After this, Jesus returned to Galilee to avoid those out to kill him. But the spying Pharisees track him to Capernaum to trap him. What about eating with unwashed hands [P13]? Jesus upbraids them for their onerous casuistry, added to and falsifying God’s law. “When he had entered the house away from the crowd, his disciples began to ask him about the parable. ‘Are you also, then, without understanding? Do you not realize....’”
It is June; Jesus goes north, beyond Israel’s borders for the first time since his flight into Egypt. In part Jesus desires to complete his instruction of the apostles. Jesus heals the daughter of the persistent Syrophoenician woman [M21]. Still great crowds come to him; many cures take place, including that of a deaf and dumb man [M22]. On the northeastern shore of the lake Jesus again multiplies loaves and fishes [M23] to feed more than 4000 men (again not counting women and children), but there’s no messianic enthusiasm this time.
Pharisees and Sadducees dispute with Jesus and ask for a sign from heaven. Jesus: if only they could reason from miracles and teaching as well as they can foretell rain. In the boat he again scolds the apostles: “You of little faith, why do you argue among yourselves....Do you not yet understand...?” In 2 stages Jesus cures a blind man [M24].
Then Jesus went with his disciples into the villages round Caesarea Philippi. He asked, “But who do you say that I am?” Simon Peter answered, “You are the Christ, the Son of the living God.” [Did thereby Peter confess Jesus to be God incarnate? Not necessarily, since these 2 names are ambiguous. This did, however, represent some sort of breakthrough as we see from Jesus’ reply:] “Blessed are you, Simon Bar-Jona, for flesh and blood has not revealed this to you, but my Father in heaven. And I say to you, you are Peter, and upon this rock I will build my Church....” [This is the first of 2 mentions of a “church.”]
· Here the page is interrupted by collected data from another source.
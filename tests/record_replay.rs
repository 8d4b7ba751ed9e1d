//! Record-replay round-trip integration test.
//!
//! 1. Record a session against the live host (fs, env, exec, cwd).
//! 2. Replay the per-port cassettes with `HostRuntime::replaying_from`.
//! 3. Assert the replayed outputs equal the recorded ones without touching
//!    the host, twice for determinism.

use std::path::{Path, PathBuf};

use bytes::Bytes;
use serde_json::json;

use host_runtime::cassette::config::CassetteConfig;
use host_runtime::cassette::recorder::CassetteRecorder;
use host_runtime::{ExecOptions, HostRuntime, MkdirOptions, RunResult, Stat};

/// Everything a render pass observed through the runtime.
#[derive(Debug, PartialEq)]
struct Observed {
    contents: Bytes,
    missing_is_error: bool,
    stat: Option<Stat>,
    mkdir_failed: bool,
    home: Option<String>,
    cwd: PathBuf,
    run: Option<RunResult>,
}

async fn exercise(runtime: &HostRuntime, root: &Path) -> Observed {
    let doc = root.join("doc.md");
    runtime.fs.write_file(&doc, b"# Title\n").await.unwrap();
    let contents = runtime.fs.read_file(&doc).await.unwrap();
    let missing = root.join("nope.md");
    let missing_is_error = runtime.fs.read_file(&missing).await.is_err();
    let stat = runtime.fs.stat(&doc).await;
    let deep = root.join("a").join("b");
    let options = MkdirOptions::default();
    let mkdir_failed = runtime.fs.mkdir(&deep, options).await.is_err();
    runtime.fs.remove(&doc).await;
    let home = runtime.env.get("HOME");
    let cwd = runtime.cwd.cwd().unwrap();

    let run = if cfg!(unix) {
        let command = vec!["echo".to_string(), "rendered".to_string()];
        let options = ExecOptions::default();
        Some(runtime.exec.exec(&command, options).await.unwrap())
    } else {
        None
    };

    Observed {
        contents,
        missing_is_error,
        stat,
        mkdir_failed,
        home,
        cwd,
        run,
    }
}

#[tokio::test]
async fn record_then_replay_produces_identical_outputs() {
    let scratch = tempfile::tempdir().unwrap();
    let work = scratch.path().join("work");
    std::fs::create_dir(&work).unwrap();

    // --- Phase 1: record against the live host ---
    let cassettes = scratch.path().join("cassettes");
    let (runtime, session) = HostRuntime::recording_at(cassettes).unwrap();
    let recorded = exercise(&runtime, &work).await;
    drop(runtime);
    let cassette_dir = session.finish().unwrap();

    assert_eq!(&recorded.contents[..], b"# Title\n");
    assert!(recorded.missing_is_error);
    assert!(recorded.mkdir_failed);
    assert!(!work.join("doc.md").exists(), "remove ran during recording");

    // The replay must not depend on the host; delete what recording touched.
    std::fs::remove_dir_all(&work).unwrap();

    // --- Phase 2: replay twice ---
    let config = CassetteConfig::from_session_dir(&cassette_dir);
    for _ in 0..2 {
        let replaying = HostRuntime::replaying_from(&config).unwrap();
        let replayed = exercise(&replaying, &work).await;
        assert_eq!(replayed, recorded);
    }
}

#[tokio::test]
async fn monolithic_cassette_serves_every_port() {
    let dir = tempfile::tempdir().unwrap();
    let cassette_path = dir.path().join("render.cassette.yaml");

    let mut recorder = CassetteRecorder::new(&cassette_path, "render-pass");
    recorder.record("cwd", "cwd", json!(null), json!({"Ok": "/site"}));
    recorder.record(
        "fs",
        "stat",
        json!({"path": "/site/book.toml"}),
        json!({"is_file": true, "is_directory": false}),
    );
    recorder.record(
        "env",
        "get",
        json!({"name": "RENDER_THEME"}),
        json!("solarized"),
    );
    recorder.record(
        "exec",
        "exec",
        json!({"command": ["dot", "-Tsvg"], "cwd": null}),
        json!({"Ok": {"exit_code": 2, "stdout": null, "stderr": "c3ludGF4IGVycm9y"}}),
    );
    recorder.finish().unwrap();

    let runtime = HostRuntime::replaying(&cassette_path).unwrap();

    assert_eq!(runtime.cwd.cwd().unwrap(), PathBuf::from("/site"));
    assert_eq!(
        runtime.fs.stat(Path::new("/site/book.toml")).await,
        Some(Stat::FILE)
    );
    assert_eq!(
        runtime.env.get("RENDER_THEME").as_deref(),
        Some("solarized")
    );

    let command = vec!["dot".to_string(), "-Tsvg".to_string()];
    let options = ExecOptions::default();
    let run = runtime.exec.exec(&command, options).await.unwrap();
    assert_eq!(run.exit_code, 2);
    assert_eq!(run.stdout, None);
    assert_eq!(run.stderr, Some(Bytes::from_static(b"syntax error")));
}
//! Port traits defining the host capability boundary.
//!
//! Each trait is one capability the rendering engine consumes (filesystem,
//! environment, subprocess execution, working directory). Implementations
//! live in `src/adapters/`.

pub mod cwd;
pub mod env;
pub mod exec;
pub mod filesystem;

use std::future::Future;
use std::pin::Pin;

pub use cwd::WorkingDirectory;
pub use env::Environment;
pub use exec::{ExecOptions, ProcessRunner, RunResult};
pub use filesystem::{FileSystem, MkdirOptions, Stat, TempFileOptions};

/// Boxed future returned by async port methods, keeping the traits dyn-compatible.
pub type PortFuture<'a, T> = Pin<Box<dyn Future<Output = T> + Send + 'a>>;
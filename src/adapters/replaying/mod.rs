//! Replaying adapters that serve recorded interactions.

pub mod cwd;
pub mod env;
pub mod exec;
pub mod filesystem;

pub use cwd::ReplayingWorkingDirectory;
pub use env::ReplayingEnvironment;
pub use exec::ReplayingProcessRunner;
pub use filesystem::ReplayingFileSystem;

use std::sync::Mutex;

use serde::de::DeserializeOwned;

use crate::cassette::recorded::RecordedError;
use crate::cassette::replayer::CassetteReplayer;
use crate::error::RuntimeError;

/// Take the recorded output of the next `port`/`method` interaction.
pub(crate) fn next_output(
    replayer: &Mutex<CassetteReplayer>,
    port: &str,
    method: &str,
) -> serde_json::Value {
    let mut guard = replayer.lock().expect("replayer lock poisoned");
    guard.next_interaction(port, method).output
}

/// Decode an output written by `recording::record_result`.
///
/// A malformed output is reported as [`RuntimeError::Cassette`].
pub(crate) fn replay_result<T: DeserializeOwned>(
    output: serde_json::Value,
    context: &str,
) -> Result<T, RuntimeError> {
    let recorded: Result<T, RecordedError> = serde_json::from_value(output)
        .map_err(|e| RuntimeError::Cassette(format!("{context}: malformed recorded output: {e}")))?;
    recorded.map_err(RuntimeError::from)
}

/// Decode an output written by `recording::record_interaction`.
///
/// # Panics
///
/// Panics if the output does not have the expected shape; the methods
/// using this have no error channel.
pub(crate) fn replay_value<T: DeserializeOwned>(output: serde_json::Value, context: &str) -> T {
    serde_json::from_value(output)
        .unwrap_or_else(|e| panic!("{context}: malformed recorded output: {e}"))
}
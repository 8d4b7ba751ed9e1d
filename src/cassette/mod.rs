//! Cassette format for recording and replaying capability interactions.

pub mod config;
pub mod format;
pub mod recorded;
pub mod recorder;
pub mod replayer;
pub mod session;
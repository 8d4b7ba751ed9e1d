//! Cassette data structures for recording and replaying interactions.

use chrono::{DateTime, Utc};
use serde::{Deserialize, Serialize};

/// A single recorded interaction with a capability port.
#[derive(Debug, Clone, Serialize, Deserialize, PartialEq)]
pub struct Interaction {
    /// Sequence number (assigned automatically by the recorder).
    pub seq: u64,
    /// Port name (`fs`, `env`, `exec`, `cwd`).
    pub port: String,
    /// Method name invoked on the port.
    pub method: String,
    /// Input data sent to the port.
    pub input: serde_json::Value,
    /// Output data returned from the port.
    pub output: serde_json::Value,
}

/// A cassette containing a sequence of recorded interactions.
#[derive(Debug, Clone, Serialize, Deserialize, PartialEq)]
pub struct Cassette {
    /// Human-readable name for this cassette.
    pub name: String,
    /// When this cassette was recorded.
    pub recorded_at: DateTime<Utc>,
    /// Operating system the interactions were captured on.
    pub platform: String,
    /// Ordered list of interactions.
    pub interactions: Vec<Interaction>,
}
//! Live working-directory adapter.

use std::path::PathBuf;

use crate::error::RuntimeError;
use crate::ports::cwd::WorkingDirectory;

/// Reports the real working directory of this process.
#[derive(Debug, Clone, Copy, Default)]
pub struct LiveWorkingDirectory;

impl WorkingDirectory for LiveWorkingDirectory {
    fn cwd(&self) -> Result<PathBuf, RuntimeError> {
        std::env::current_dir()
            .map_err(|source| RuntimeError::io("cwd", ".", source))
    }
}
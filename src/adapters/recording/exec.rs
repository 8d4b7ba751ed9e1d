//! Recording adapter for the `ProcessRunner` port.

use serde::Serialize;

use super::record_result;
use crate::cassette::recorded::{encode_path, RecordedRun};
use crate::cassette::session::SharedRecorder;
use crate::error::RuntimeError;
use crate::ports::exec::{ExecOptions, ProcessRunner, RunResult};
use crate::ports::PortFuture;

/// Records subprocess runs while delegating to an inner implementation.
pub struct RecordingProcessRunner {
    inner: Box<dyn ProcessRunner>,
    recorder: SharedRecorder,
}

impl RecordingProcessRunner {
    /// Creates a new recording process runner wrapping the given implementation.
    pub fn new(inner: Box<dyn ProcessRunner>, recorder: SharedRecorder) -> Self {
        Self { inner, recorder }
    }
}

#[derive(Serialize)]
struct CommandInput<'a> {
    command: &'a [String],
    cwd: Option<String>,
}

impl ProcessRunner for RecordingProcessRunner {
    fn exec<'a>(
        &'a self,
        command: &'a [String],
        options: ExecOptions,
    ) -> PortFuture<'a, Result<RunResult, RuntimeError>> {
        Box::pin(async move {
            let input = CommandInput {
                command,
                cwd: options.cwd.as_deref().map(encode_path),
            };
            let result = self.inner.exec(command, options).await;
            let recorded = result.as_ref().map(RecordedRun::from);
            record_result(&self.recorder, "exec", "exec", &input, recorded);
            result
        })
    }
}
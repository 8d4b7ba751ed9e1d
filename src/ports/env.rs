//! Environment port for reading process environment variables.

/// Reads process environment variables.
pub trait Environment: Send + Sync {
    /// Returns the value of `name`, or `None` if it is unset.
    fn get(&self, name: &str) -> Option<String>;
}
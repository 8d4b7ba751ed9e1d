//! Live adapters that talk to the host platform.

pub mod cwd;
pub mod env;
pub mod exec;
pub mod filesystem;

pub use cwd::LiveWorkingDirectory;
pub use env::LiveEnvironment;
pub use exec::LiveProcessRunner;
pub use filesystem::LiveFileSystem;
A change now comes over the Gospel story; a change in direction. Jesus now turns his eyes towards Jerusalem; there he is to die. Jesus speaks for the first time of the cross and of his death thereon. Whereupon the newly dubbed prince of the apostles chides Jesus: “Far be it from you, O Lord; this will never happen to you.” Then Jesus rebukes the Rock: “Get behind me, Satan, you are a scandal to me; for you do not mind the things of God, but those of men.”
Six days later Jesus takes Peter, James and John up Mt. Hermon, where the master is transfigured [M25]. Down from the mountain, Jesus encounters a “great crowd,” with scribes disputing with the apostles, who had failed to cure an epileptic boy. “O unbelieving generation, how long shall I be with you? How long shall I put up with you?” Jesus exorcises the boy [M26]. Alone with Jesus, the apostles ask why they had failed. “This kind can be cast out in no way except by prayer and fasting.”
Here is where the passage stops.